▸ WHAT IS REQUIRED
Set the entries down again exactly; none may be skipped.
--------------------------------
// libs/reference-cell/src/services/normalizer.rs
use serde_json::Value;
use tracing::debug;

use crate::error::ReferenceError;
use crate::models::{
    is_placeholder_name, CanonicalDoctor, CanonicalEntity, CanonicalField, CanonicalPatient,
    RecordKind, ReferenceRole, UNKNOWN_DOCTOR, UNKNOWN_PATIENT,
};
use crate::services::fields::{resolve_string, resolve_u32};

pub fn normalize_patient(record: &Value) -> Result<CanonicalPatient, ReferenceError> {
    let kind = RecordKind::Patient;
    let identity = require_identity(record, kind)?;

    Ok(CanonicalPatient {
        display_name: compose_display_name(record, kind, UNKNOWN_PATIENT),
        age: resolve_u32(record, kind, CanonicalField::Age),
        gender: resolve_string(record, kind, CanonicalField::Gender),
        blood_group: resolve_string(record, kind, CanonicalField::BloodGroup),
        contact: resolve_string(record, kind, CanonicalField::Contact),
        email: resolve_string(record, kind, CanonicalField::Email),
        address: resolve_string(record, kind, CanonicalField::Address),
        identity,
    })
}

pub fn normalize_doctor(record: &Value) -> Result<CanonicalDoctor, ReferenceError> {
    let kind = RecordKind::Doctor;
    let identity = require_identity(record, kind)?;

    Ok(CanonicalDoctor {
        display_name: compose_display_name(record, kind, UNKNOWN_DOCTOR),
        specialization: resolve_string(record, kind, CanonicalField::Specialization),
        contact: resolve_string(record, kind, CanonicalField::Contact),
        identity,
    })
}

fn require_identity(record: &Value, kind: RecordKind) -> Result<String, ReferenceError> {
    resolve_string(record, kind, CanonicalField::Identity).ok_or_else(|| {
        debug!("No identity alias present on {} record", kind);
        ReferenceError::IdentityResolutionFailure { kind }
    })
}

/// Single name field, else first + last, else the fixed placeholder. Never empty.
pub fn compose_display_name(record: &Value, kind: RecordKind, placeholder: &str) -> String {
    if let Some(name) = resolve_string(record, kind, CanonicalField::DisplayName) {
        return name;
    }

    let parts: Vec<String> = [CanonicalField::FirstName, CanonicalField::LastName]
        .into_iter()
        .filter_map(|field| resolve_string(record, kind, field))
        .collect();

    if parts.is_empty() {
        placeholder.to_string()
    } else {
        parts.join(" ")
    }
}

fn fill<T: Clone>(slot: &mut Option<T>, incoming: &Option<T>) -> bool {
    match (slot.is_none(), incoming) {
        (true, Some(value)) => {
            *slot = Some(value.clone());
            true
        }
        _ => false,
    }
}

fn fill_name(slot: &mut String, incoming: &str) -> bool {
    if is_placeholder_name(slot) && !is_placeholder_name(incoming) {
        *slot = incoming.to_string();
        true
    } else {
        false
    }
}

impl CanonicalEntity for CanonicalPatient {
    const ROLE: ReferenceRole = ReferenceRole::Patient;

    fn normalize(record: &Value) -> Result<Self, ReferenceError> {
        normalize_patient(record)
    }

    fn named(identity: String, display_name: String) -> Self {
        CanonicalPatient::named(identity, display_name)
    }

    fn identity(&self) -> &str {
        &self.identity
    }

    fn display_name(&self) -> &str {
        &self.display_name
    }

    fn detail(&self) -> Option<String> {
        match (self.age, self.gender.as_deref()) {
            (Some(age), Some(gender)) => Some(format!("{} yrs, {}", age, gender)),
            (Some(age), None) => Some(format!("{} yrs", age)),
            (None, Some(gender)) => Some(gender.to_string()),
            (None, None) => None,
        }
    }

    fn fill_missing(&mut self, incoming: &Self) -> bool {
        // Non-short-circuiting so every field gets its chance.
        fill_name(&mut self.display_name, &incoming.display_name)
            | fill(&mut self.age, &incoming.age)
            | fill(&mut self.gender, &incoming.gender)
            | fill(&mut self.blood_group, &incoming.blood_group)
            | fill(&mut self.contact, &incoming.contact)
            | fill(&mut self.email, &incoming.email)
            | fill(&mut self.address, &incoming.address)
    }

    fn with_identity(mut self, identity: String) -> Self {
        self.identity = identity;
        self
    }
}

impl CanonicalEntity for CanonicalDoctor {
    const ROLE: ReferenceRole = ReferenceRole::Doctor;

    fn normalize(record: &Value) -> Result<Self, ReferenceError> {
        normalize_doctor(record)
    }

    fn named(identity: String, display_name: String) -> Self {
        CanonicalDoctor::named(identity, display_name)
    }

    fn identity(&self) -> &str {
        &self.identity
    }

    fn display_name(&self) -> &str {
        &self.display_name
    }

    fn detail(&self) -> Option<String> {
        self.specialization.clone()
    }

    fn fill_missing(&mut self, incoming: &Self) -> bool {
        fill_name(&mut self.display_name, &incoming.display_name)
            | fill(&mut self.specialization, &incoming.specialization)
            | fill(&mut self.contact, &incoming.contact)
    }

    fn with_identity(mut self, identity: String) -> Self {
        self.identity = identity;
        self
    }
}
--------------------------------
▸ OUTPUT
// libs/reference-cell/src/services/normalizer.rs
use serde_json::Value;
use tracing::debug;

use crate::error::ReferenceError;
use crate::models::{
    is_placeholder_name, CanonicalDoctor, CanonicalEntity, CanonicalField, CanonicalPatient,
    RecordKind, ReferenceRole, UNKNOWN_DOCTOR, UNKNOWN_PATIENT,
};
use crate::services::fields::{resolve_string, resolve_u32};

pub fn normalize_patient(record: &Value) -> Result<CanonicalPatient, ReferenceError> {
    let kind = RecordKind::Patient;
    let identity = require_identity(record, kind)?;

    Ok(CanonicalPatient {
        display_name: compose_display_name(record, kind, UNKNOWN_PATIENT),
        age: resolve_u32(record, kind, CanonicalField::Age),
        gender: resolve_string(record, kind, CanonicalField::Gender),
        blood_group: resolve_string(record, kind, CanonicalField::BloodGroup),
        contact: resolve_string(record, kind, CanonicalField::Contact),
        email: resolve_string(record, kind, CanonicalField::Email),
        address: resolve_string(record, kind, CanonicalField::Address),
        identity,
    })
}

pub fn normalize_doctor(record: &Value) -> Result<CanonicalDoctor, ReferenceError> {
    let kind = RecordKind::Doctor;
    let identity = require_identity(record, kind)?;

    Ok(CanonicalDoctor {
        display_name: compose_display_name(record, kind, UNKNOWN_DOCTOR),
        specialization: resolve_string(record, kind, CanonicalField::Specialization),
        contact: resolve_string(record, kind, CanonicalField::Contact),
        identity,
    })
}

fn require_identity(record: &Value, kind: RecordKind) -> Result<String, ReferenceError> {
    resolve_string(record, kind, CanonicalField::Identity).ok_or_else(|| {
        debug!("No identity alias present on {} record", kind);
        ReferenceError::IdentityResolutionFailure { kind }
    })
}

/// Single name field, else first + last, else the fixed placeholder. Never empty.
pub fn compose_display_name(record: &Value, kind: RecordKind, placeholder: &str) -> String {
    if let Some(name) = resolve_string(record, kind, CanonicalField::DisplayName) {
        return name;
    }

    let parts: Vec<String> = [CanonicalField::FirstName, CanonicalField::LastName]
        .into_iter()
        .filter_map(|field| resolve_string(record, kind, field))
        .collect();

    if parts.is_empty() {
        placeholder.to_string()
    } else {
        parts.join(" ")
    }
}

fn fill<T: Clone>(slot: &mut Option<T>, incoming: &Option<T>) -> bool {
    match (slot.is_none(), incoming) {
        (true, Some(value)) => {
            *slot = Some(value.clone());
            true
        }
        _ => false,
    }
}

fn fill_name(slot: &mut String, incoming: &str) -> bool {
    if is_placeholder_name(slot) && !is_placeholder_name(incoming) {
        *slot = incoming.to_string();
        true
    } else {
        false
    }
}

impl CanonicalEntity for CanonicalPatient {
    const ROLE: ReferenceRole = ReferenceRole::Patient;

    fn normalize(record: &Value) -> Result<Self, ReferenceError> {
        normalize_patient(record)
    }

    fn named(identity: String, display_name: String) -> Self {
        CanonicalPatient::named(identity, display_name)
    }

    fn identity(&self) -> &str {
        &self.identity
    }

    fn display_name(&self) -> &str {
        &self.display_name
    }

    fn detail(&self) -> Option<String> {
        match (self.age, self.gender.as_deref()) {
            (Some(age), Some(gender)) => Some(format!("{} yrs, {}", age, gender)),
            (Some(age), None) => Some(format!("{} yrs", age)),
            (None, Some(gender)) => Some(gender.to_string()),
            (None, None) => None,
        }
    }

    fn fill_missing(&mut self, incoming: &Self) -> bool {
        // Non-short-circuiting so every field gets its chance.
        fill_name(&mut self.display_name, &incoming.display_name)
            | fill(&mut self.age, &incoming.age)
            | fill(&mut self.gender, &incoming.gender)
            | fill(&mut self.blood_group, &incoming.blood_group)
            | fill(&mut self.contact, &incoming.contact)
            | fill(&mut self.email, &incoming.email)
            | fill(&mut self.address, &incoming.address)
    }

    fn with_identity(mut self, identity: String) -> Self {
        self.identity = identity;
        self
    }
}

impl CanonicalEntity for CanonicalDoctor {
    const ROLE: ReferenceRole = ReferenceRole::Doctor;

    fn normalize(record: &Value) -> Result<Self, ReferenceError> {
        normalize_doctor(record)
    }

    fn named(identity: String, display_name: String) -> Self {
        CanonicalDoctor::named(identity, display_name)
    }

    fn identity(&self) -> &str {
        &self.identity
    }

    fn display_name(&self) -> &str {
        &self.display_name
    }

    fn detail(&self) -> Option<String> {
        self.specialization.clone()
    }

    fn fill_missing(&mut self, incoming: &Self) -> bool {
        fill_name(&mut self.display_name, &incoming.display_name)
            | fill(&mut self.specialization, &incoming.specialization)
            | fill(&mut self.contact, &incoming.contact)
    }

    fn with_identity(mut self, identity: String) -> Self {
        self.identity = identity;
        self
    }
}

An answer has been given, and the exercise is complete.